'''
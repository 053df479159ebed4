use crate::{
	command::{Command, CommandQueue, PushOptions},
	config::Config,
	dom::Dom,
	error::{DomError, ProtocolError},
	gate::{Diff, Gate, GateReport, PatchTree},
	interpreter::{ExecContext, ExecOutcome, Interpreter, PushDispatcher},
	ledger::{BindingRecord, Ledger},
	loading::{self, Connection},
	navigation::{NavigationDispatcher, NavigationId, NavigationKind, PageLoading},
	node::{Kind, NodeId, Ref, RefCounter},
	push::{OutboundPush, PushRecord, PushTable, Resolution, Transport},
};
use serde_json::Value;
use tracing::{debug, error, info, instrument, warn};

/// The reconciliation core for one server-rendered view.
///
/// Owns the registry (Ledger, push records, claims, diff buffers) and passes it explicitly to each component.
/// All operations run to completion. Call them from one thread, in event order.
pub struct Reconciler<D: Dom, T: Transport> {
	dom: D,
	transport: T,
	config: Config,
	container: NodeId,
	ledger: Ledger,
	pushes: PushTable,
	refs: RefCounter,
	interpreter: Interpreter,
	gate: Gate<D::Patch>,
	navigation: NavigationDispatcher,
	connection_navigation: Option<NavigationId>,
}
impl<D: Dom, T: Transport> Reconciler<D, T> {
	#[instrument(skip(dom, transport, config))]
	pub fn new(dom: D, transport: T, container: NodeId, config: Config) -> Self {
		if !dom.contains(&container) {
			warn!("The container {:?} is not in the document (yet).", container);
		}
		Self {
			dom,
			transport,
			config,
			container,
			ledger: Ledger::new(),
			pushes: PushTable::default(),
			refs: RefCounter::default(),
			interpreter: Interpreter::new(),
			gate: Gate::new(),
			navigation: NavigationDispatcher::new(),
			connection_navigation: None,
		}
	}

	pub fn dom(&self) -> &D {
		&self.dom
	}

	pub fn dom_mut(&mut self) -> &mut D {
		&mut self.dom
	}

	pub fn transport(&self) -> &T {
		&self.transport
	}

	pub fn transport_mut(&mut self) -> &mut T {
		&mut self.transport
	}

	pub fn config(&self) -> &Config {
		&self.config
	}

	pub fn container(&self) -> &NodeId {
		&self.container
	}

	pub fn ledger(&self) -> &Ledger {
		&self.ledger
	}

	pub fn pushes(&self) -> &PushTable {
		&self.pushes
	}

	pub fn interpreter(&self) -> &Interpreter {
		&self.interpreter
	}

	pub fn gate(&self) -> &Gate<D::Patch> {
		&self.gate
	}

	pub fn navigation(&self) -> &NavigationDispatcher {
		&self.navigation
	}

	/// Creates the binding record for `node` from its authoring attributes, unless it already has one.
	///
	/// # Errors
	///
	/// [`DomError::NodeNotFound`] if `node` isn't in the document.
	#[instrument(skip(self))]
	pub fn bind(&mut self, node: &NodeId) -> Result<(), DomError> {
		if !self.dom.contains(node) {
			return Err(DomError::NodeNotFound(node.clone()));
		}
		if self.ledger.record(node).is_none() {
			self.ledger.bind(BindingRecord::observe(&self.dom, node, &self.config));
		}
		Ok(())
	}

	/// Runs `queue` optimistically for an interaction of `kind` on `source`.
	#[instrument(skip(self, queue))]
	pub fn interact(&mut self, source: &NodeId, kind: Kind, queue: &CommandQueue) -> ExecOutcome {
		if let Err(error) = self.bind(source) {
			warn!("Interaction source is unbindable: {}", error);
		}
		self.execute(source, kind, queue, None)
	}

	/// Shorthand for an interaction whose queue is a single push.
	pub fn push_event(&mut self, source: &NodeId, kind: Kind, event: &str, value: Value) -> Ref {
		let queue = CommandQueue::new(vec![Command::Push(PushOptions::new(event).with_value(value))]);
		let outcome = self.interact(source, kind, &queue);
		debug_assert_eq!(outcome.pushes.len(), 1);
		outcome.pushes[0]
	}

	/// Runs `queue`, for example on instruction from the server. Claims registered before the queue's own
	/// first push belong to `owner` while it is in flight.
	///
	/// An `owner` that already resolved (or never existed) can't release claims anymore, so effects run
	/// unprotected in that case, as if no owner was given.
	#[instrument(skip(self, queue))]
	pub fn execute(&mut self, source: &NodeId, kind: Kind, queue: &CommandQueue, owner: Option<Ref>) -> ExecOutcome {
		let owner = owner.filter(|&owner| {
			let in_flight = self.pushes.contains(owner);
			if !in_flight {
				debug!(%owner, "Owner isn't in flight; Effects run unprotected.");
			}
			in_flight
		});
		let mut dispatcher = Dispatcher {
			ledger: &mut self.ledger,
			pushes: &mut self.pushes,
			refs: &mut self.refs,
			transport: &mut self.transport,
			navigation: &mut self.navigation,
			config: &self.config,
		};
		let outcome = self.interpreter.execute(&mut self.dom, &mut dispatcher, queue, ExecContext { source, kind, owner }, &self.config);
		debug!(pushes = outcome.pushes.len(), failed = outcome.failed, "Queue executed.");
		outcome
	}

	/// Applies an incoming diff. A diff carrying a ref is the acknowledgement of that push.
	///
	/// A diff whose ref isn't in flight is logged as an error and then gated like an uncorrelated diff,
	/// so the server state it carries isn't lost.
	///
	/// # Errors
	///
	/// See [`resolve`](`Reconciler::resolve`). The [`ProtocolError::UnknownRef`] case doesn't occur here.
	pub fn apply_diff(&mut self, diff: Diff<D::Patch>) -> Result<GateReport, ProtocolError> {
		match diff.reference {
			Some(reference) if self.pushes.contains(reference) => self.resolve(reference, Resolution::Ack(Some(diff.root))),
			Some(reference) => {
				error!("Diff for unknown ref {}; Applying it as uncorrelated.", reference);
				Ok(self.apply_uncorrelated(diff.root))
			}
			None => Ok(self.apply_uncorrelated(diff.root)),
		}
	}

	#[instrument(skip(self, tree), fields(root = ?tree.node))]
	fn apply_uncorrelated(&mut self, tree: PatchTree<D::Patch>) -> GateReport {
		let mut report = self.gate.apply(&mut self.dom, &self.ledger, &self.interpreter, tree, None);
		self.prune();
		report += self.gate.flush(&mut self.dom, &self.ledger, &self.interpreter);
		self.refresh_pending();
		report
	}

	/// Resolves the push `reference`: Ledger decrement, then claim release, then the acknowledgement's own diff
	/// (if any), then flushing of buffered diffs that became unprotected.
	///
	/// An error resolution is treated like an acknowledgement without diff, and marks the container with `phx-error`.
	///
	/// # Errors
	///
	/// [`ProtocolError::UnknownRef`] if `reference` isn't in flight. Nothing is applied in that case.
	///
	/// [`ProtocolError::Ledger`] if a count of the push was already zero. The remaining steps still ran.
	#[instrument(skip(self, resolution))]
	pub fn resolve(&mut self, reference: Ref, resolution: Resolution<PatchTree<D::Patch>>) -> Result<GateReport, ProtocolError> {
		let record = match self.pushes.take(reference) {
			Some(record) => record,
			None => {
				error!("Resolution for unknown ref {}.", reference);
				return Err(ProtocolError::UnknownRef(reference));
			}
		};

		let mut ledger_error = None;
		for node in &record.loading_targets {
			match self.ledger.decrement(node, record.kind) {
				Ok(_) => loading::refresh(&mut self.dom, &mut self.ledger, node),
				Err(error) => {
					error!("{}", error);
					ledger_error.get_or_insert(error);
				}
			}
		}

		let released = self.interpreter.release(reference, self.dom.now());
		debug!(released = released.len(), "Claims released.");

		let failed = matches!(resolution, Resolution::Error(_));
		if let Some(navigation) = record.navigation {
			let result = if failed {
				self.navigation.fail(&mut self.dom, navigation)
			} else {
				self.navigation.stop(&mut self.dom, navigation)
			};
			if let Err(error) = result {
				error!("phx-reconcile bug: {}", error);
			}
		}

		let mut report = match resolution {
			Resolution::Ack(Some(tree)) => self.gate.apply(&mut self.dom, &self.ledger, &self.interpreter, tree, Some(reference)),
			Resolution::Ack(None) => GateReport::default(),
			Resolution::Error(reason) => {
				warn!(%reference, "Push failed: {}", reason);
				if let Err(error) = self.dom.add_class(&self.container, loading::ERROR_CLASS) {
					warn!("Failed to mark container as errored: {}", error);
				}
				GateReport::default()
			}
		};
		self.prune();
		report += self.gate.flush(&mut self.dom, &self.ledger, &self.interpreter);
		self.refresh_pending();

		match ledger_error {
			Some(error) => Err(error.into()),
			None => Ok(report),
		}
	}

	/// Lets time-bounded effects finish, releasing expired claims and flushing what they held back.
	#[instrument(skip(self))]
	pub fn tick(&mut self) -> GateReport {
		let now = self.dom.now();
		let released = self.interpreter.tick(&mut self.dom, now);
		if released.is_empty() {
			return GateReport::default();
		}
		debug!(released = released.len(), "Timed claims released.");
		self.gate.flush(&mut self.dom, &self.ledger, &self.interpreter)
	}

	/// Drops all state about nodes that left the document.
	///
	/// Binding records of loading targets stay while their push is in flight, since the same id may be re-rendered
	/// before the resolution arrives.
	pub fn prune(&mut self) {
		let (dom, pushes) = (&self.dom, &self.pushes);
		let pruned = self.ledger.prune(|node| dom.contains(node) || pushes.is_loading_target(node));
		if !pruned.is_empty() {
			debug!("Pruned {} binding record(s).", pruned.len());
		}
		self.interpreter.prune(dom);
		self.gate.prune(dom);
	}

	/// Restores loading state on in-flight loading targets that a diff re-rendered.
	fn refresh_pending(&mut self) {
		let dom = &self.dom;
		let targets: Vec<NodeId> = self.pushes.loading_targets().filter(|node| dom.contains(node)).cloned().collect();
		for node in &targets {
			loading::refresh(&mut self.dom, &mut self.ledger, node);
		}
	}

	pub fn start_navigation(&mut self, loading: PageLoading) -> NavigationId {
		self.navigation.start(&mut self.dom, loading)
	}

	/// # Errors
	///
	/// [`ProtocolError::UnknownNavigation`] if `id` isn't active.
	pub fn stop_navigation(&mut self, id: NavigationId) -> Result<(), ProtocolError> {
		self.navigation.stop(&mut self.dom, id)
	}

	/// # Errors
	///
	/// [`ProtocolError::UnknownNavigation`] if `id` isn't active.
	pub fn fail_navigation(&mut self, id: NavigationId) -> Result<(), ProtocolError> {
		self.navigation.fail(&mut self.dom, id)
	}

	/// Reports a committed URL-bar change.
	pub fn navigated(&mut self, href: &str, patch: bool, pop: bool) {
		self.navigation.navigate(&mut self.dom, href, patch, pop);
	}

	pub fn connecting(&mut self) {
		loading::apply_connection(&mut self.dom, &self.container, Connection::Connecting);
	}

	#[instrument(skip(self))]
	pub fn connected(&mut self) {
		loading::apply_connection(&mut self.dom, &self.container, Connection::Connected);
		if let Some(id) = self.connection_navigation.take() {
			if let Err(error) = self.navigation.stop(&mut self.dom, id) {
				error!("phx-reconcile bug: {}", error);
			}
		}
		info!("Connected.");
	}

	/// The transport was lost. `href` is the current location.
	#[instrument(skip(self))]
	pub fn disconnected(&mut self, href: &str) {
		loading::apply_connection(&mut self.dom, &self.container, Connection::Disconnected);
		if self.connection_navigation.is_none() {
			self.connection_navigation = Some(self.navigation.start(&mut self.dom, PageLoading::to(NavigationKind::Error, href)));
		}
		warn!("Disconnected.");
	}
}

struct Dispatcher<'a, T> {
	ledger: &'a mut Ledger,
	pushes: &'a mut PushTable,
	refs: &'a mut RefCounter,
	transport: &'a mut T,
	navigation: &'a mut NavigationDispatcher,
	config: &'a Config,
}
impl<'a, T: Transport> Dispatcher<'a, T> {
	fn loading_targets<D: Dom>(&mut self, dom: &D, source: &NodeId, kind: Kind, selector: Option<&str>) -> Vec<NodeId> {
		if let Some(selector) = selector {
			match dom.query_all(selector) {
				Ok(nodes) if !nodes.is_empty() => return nodes,
				Ok(_) => warn!("Loading target {:?} matched no node; Using the source.", selector),
				Err(error) => warn!("Ignoring loading target: {}", error),
			}
		}
		let mut targets = vec![source.clone()];
		if kind.is_form_kind() {
			if let Some(form) = self.ledger.record(source).and_then(|record| record.owner_form.clone()) {
				if dom.contains(&form) {
					targets.push(form);
				}
			}
		}
		targets
	}
}
impl<'a, D: Dom, T: Transport> PushDispatcher<D> for Dispatcher<'a, T> {
	#[instrument(skip(self, dom, options, queue), fields(event = %options.event))]
	fn push(&mut self, dom: &mut D, source: &NodeId, kind: Kind, options: &PushOptions, queue: &CommandQueue) -> Ref {
		let reference = self.refs.next();
		let config = self.config;
		let loading_target_selector = options.loading.clone().or_else(|| dom.attribute(source, &config.attributes.loading_target));
		let page_loading = options.page_loading || dom.attribute(source, &config.attributes.page_loading).is_some();

		let mut loading_targets = self.loading_targets(&*dom, source, kind, loading_target_selector.as_deref());
		loading_targets.retain(|node| {
			if self.ledger.record(node).is_none() && dom.contains(node) {
				self.ledger.bind(BindingRecord::observe(&*dom, node, config));
			}
			match self.ledger.increment(node, kind) {
				Ok(_) => true,
				Err(error) => {
					error!("{}", error);
					false
				}
			}
		});
		for node in &loading_targets {
			loading::refresh(dom, self.ledger, node);
		}

		let navigation = if page_loading { Some(self.navigation.start(dom, PageLoading::element(source.clone()))) } else { None };

		self.pushes.insert(PushRecord {
			reference,
			kind,
			source_node: source.clone(),
			loading_target_selector,
			loading_targets,
			command_queue: queue.clone(),
			navigation,
		});
		#[cfg(feature = "dangerous-logging")]
		tracing::trace!(payload = %options.value, "Sending push.");
		self.transport.send(OutboundPush {
			reference,
			kind,
			event: options.event.clone(),
			payload: options.value.clone(),
			source_node: source.clone(),
		});
		debug!(%reference, "Push dispatched.");
		reference
	}
}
'''
Exercise prompt:
The answer must be every line of the data that contains the word "fields".

Answer box:
	#[instrument(skip(self, tree), fields(root = ?tree.node))]
	#[instrument(skip(self, dom, options, queue), fields(event = %options.event))]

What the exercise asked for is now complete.